### [Exercise aim]
Make an exact copy of the lines below.

Data extracted from a collection
******************************

//! Test fixture utilities.

/// Builder for OLAP connection-target strings used in tests.
///
/// Produces `Key=Value;` pairs in a fixed order so that equal fixtures
/// yield byte-identical targets.
#[derive(Debug, Clone)]
pub struct TestTarget {
    /// Server address or XMLA endpoint.
    pub data_source: String,
    /// Catalog (database) name.
    pub catalog: Option<String>,
    /// User name.
    pub user: Option<String>,
    /// Password.
    pub password: Option<String>,
}

impl TestTarget {
    /// Create a target for `data_source`.
    #[must_use]
    pub fn new(data_source: impl Into<String>) -> Self {
        Self {
            data_source: data_source.into(),
            catalog: None,
            user: None,
            password: None,
        }
    }

    /// Set the catalog.
    #[must_use]
    pub fn with_catalog(mut self, catalog: impl Into<String>) -> Self {
        self.catalog = Some(catalog.into());
        self
    }

    /// Set the credentials.
    #[must_use]
    pub fn with_credentials(mut self, user: impl Into<String>, password: impl Into<String>) -> Self {
        self.user = Some(user.into());
        self.password = Some(password.into());
        self
    }

    /// Render the connection string.
    #[must_use]
    pub fn connection_string(&self) -> String {
        let mut target = format!("Data Source={};", self.data_source);
        if let Some(catalog) = &self.catalog {
            target.push_str(&format!("Catalog={catalog};"));
        }
        if let Some(user) = &self.user {
            target.push_str(&format!("User ID={user};"));
        }
        if let Some(password) = &self.password {
            target.push_str(&format!("Password={password};"));
        }
        target
    }

    /// `count` distinct targets on the same data source, one catalog each.
    #[must_use]
    pub fn catalogs(data_source: &str, count: usize) -> Vec<String> {
        (1..=count)
            .map(|n| {
                Self::new(data_source)
                    .with_catalog(format!("Catalog{n}"))
                    .connection_string()
            })
            .collect()
    }
}

impl Default for TestTarget {
    fn default() -> Self {
        Self::new("http://localhost/olap/msmdpump.dll").with_catalog("Adventure Works DW")
    }
}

******************************

### [Result of this exercise]
//! Test fixture utilities.

/// Builder for OLAP connection-target strings used in tests.
///
/// Produces `Key=Value;` pairs in a fixed order so that equal fixtures
/// yield byte-identical targets.
#[derive(Debug, Clone)]
pub struct TestTarget {
    /// Server address or XMLA endpoint.
    pub data_source: String,
    /// Catalog (database) name.
    pub catalog: Option<String>,
    /// User name.
    pub user: Option<String>,
    /// Password.
    pub password: Option<String>,
}

impl TestTarget {
    /// Create a target for `data_source`.
    #[must_use]
    pub fn new(data_source: impl Into<String>) -> Self {
        Self {
            data_source: data_source.into(),
            catalog: None,
            user: None,
            password: None,
        }
    }

    /// Set the catalog.
    #[must_use]
    pub fn with_catalog(mut self, catalog: impl Into<String>) -> Self {
        self.catalog = Some(catalog.into());
        self
    }

    /// Set the credentials.
    #[must_use]
    pub fn with_credentials(mut self, user: impl Into<String>, password: impl Into<String>) -> Self {
        self.user = Some(user.into());
        self.password = Some(password.into());
        self
    }

    /// Render the connection string.
    #[must_use]
    pub fn connection_string(&self) -> String {
        let mut target = format!("Data Source={};", self.data_source);
        if let Some(catalog) = &self.catalog {
            target.push_str(&format!("Catalog={catalog};"));
        }
        if let Some(user) = &self.user {
            target.push_str(&format!("User ID={user};"));
        }
        if let Some(password) = &self.password {
            target.push_str(&format!("Password={password};"));
        }
        target
    }

    /// `count` distinct targets on the same data source, one catalog each.
    #[must_use]
    pub fn catalogs(data_source: &str, count: usize) -> Vec<String> {
        (1..=count)
            .map(|n| {
                Self::new(data_source)
                    .with_catalog(format!("Catalog{n}"))
                    .connection_string()
            })
            .collect()
    }
}

impl Default for TestTarget {
    fn default() -> Self {
        Self::new("http://localhost/olap/msmdpump.dll").with_catalog("Adventure Works DW")
    }
}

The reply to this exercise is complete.